GemFire: Long GC's and JVM Pauses due to insufficient Survivor space
search cancel

GemFire: Long GC's and JVM Pauses due to insufficient Survivor space

book

Article ID: 294297

calendar_today

Updated On:

Products

VMware Tanzu Gemfire

Issue/Introduction

The default value for SurvivorRatio is 8 for most JVM's. This means that each Survivor space gets about 10% of the total young generation, while Eden space is given 80% of the total NewSize.

Unfortunately by default, at least for GemFire systems, this proves to be a completely insufficient amount of Survivor space, relative to Eden, to avoid long GC's and JVM pauses.

Below are a couple of charts illustrating how Survivor space, even when sized bigger, can still be insufficient when loading gigabytes of data in the GemFire cache.




You can see the Survivor space getting overwhelmed during the startup phase of a GemFire cache server given all of the data getting loaded. In the 2nd chart, you can see how this can negatively impact JVM Pauses, potentially causing startup issues.

Environment

OS: Linux

Resolution

Stated simply, this default value for the SurvivorRatio=8 makes the Survivor space too small and incapable of handling the data at the rate of ingestion into the cache.  

Tuning many customers in recent years, especially those with heaps greater than Xmx=5g in size (which really isn't that big), it has been found that by overriding this default value and setting the SurvivorRatio to 1 or 2, much lower values, makes Survivor space much bigger and more capable of handling the data being promoted from Eden space.

For example, if you have a NewSize=3g, by default with SurvivorRatio=8, your Eden space would be 2.4g while each of the two Survivor spaces would be 300m each.  

Instead, with an adjustment of the SurvivorRatio to 1, the Eden space would be 1g and each of the two Survivor spaces would be 1g also - much more capable to handle data getting promoted to Survivor and living in Survivor as well for long lived GemFire data in the cache. Finally, this data will get promoted to tenured space.

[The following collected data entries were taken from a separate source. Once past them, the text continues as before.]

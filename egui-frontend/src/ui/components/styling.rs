//! # Styling Module
//!
//! Global egui style setup for the Hunter Settings screen.
//!
//! ## Purpose:
//! Applies the dark product palette and shared widget geometry (rounding,
//! padding, text sizes) once per frame. Individual components only choose
//! colors from `theme::colors`, never restyle the context themselves.

use eframe::egui;

use crate::ui::components::theme::colors;

/// Apply the dark screen styling to the whole context
pub fn setup_screen_style(ctx: &egui::Context) {
    ctx.set_style({
        let mut style = (*ctx.style()).clone();

        style.visuals = egui::Visuals::dark();
        style.visuals.window_fill = colors::BACKGROUND;
        style.visuals.panel_fill = colors::BACKGROUND;
        style.visuals.override_text_color = Some(colors::TEXT_PRIMARY);
        style.visuals.button_frame = true;

        // Text edits use extreme_bg_color in egui 0.28
        style.visuals.extreme_bg_color = colors::FIELD_BACKGROUND;
        style.visuals.widgets.inactive.bg_stroke =
            egui::Stroke::new(1.0, colors::CARD_BORDER);
        style.visuals.widgets.hovered.bg_stroke =
            egui::Stroke::new(1.0, colors::PRIMARY);
        style.visuals.selection.bg_fill = colors::PRIMARY.linear_multiply(0.4);

        style.text_styles.insert(
            egui::TextStyle::Heading,
            egui::FontId::new(24.0, egui::FontFamily::Proportional),
        );
        style.text_styles.insert(
            egui::TextStyle::Body,
            egui::FontId::new(15.0, egui::FontFamily::Proportional),
        );
        style.text_styles.insert(
            egui::TextStyle::Button,
            egui::FontId::new(15.0, egui::FontFamily::Proportional),
        );

        // Rounded corners and padding
        style.spacing.button_padding = egui::vec2(12.0, 8.0);
        style.spacing.item_spacing = egui::vec2(8.0, 8.0);
        style.visuals.widgets.inactive.rounding = egui::Rounding::same(8.0);
        style.visuals.widgets.active.rounding = egui::Rounding::same(8.0);
        style.visuals.widgets.hovered.rounding = egui::Rounding::same(8.0);

        style
    });
}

Some caution must be taken before altering your SurvivorRatio. It is important to consider the new Eden size, making sure not to make it so small that it is not capable of handling the load of new object allocations. It is often necessary to increase NewSize=MaxNewSize as well, such that Eden space itself doesn't shrink too much. 

When altering the SurvivorRatio, another flag is important to consider as well. The TargetSurvivorRatio, which defaults to 50, is a value that determines how much of Survivor space can get filled before the GC algorithm decides to prematurely promote that data, in an effort to make sure Survivor space is not overwhelmed. This 50% default is generally excessive, essentially wasting half of Survivor space to protect you from long GC's, but we have found that a setting of 60% or 70% proves to be sufficient overhead to protect you from long GC's. Do not go above the 70% setting without very thorough testing of your use case against full production load.

Finally, to be able to fine tune your heap properly, especially when playing with SurvivorRatio and TargetSurvivorRatio, you need a flag called the PrintTenuringDistribution flag. There is no real cost to having this print flag but with it we can then observe the behavior of your data to finer tune if necessary.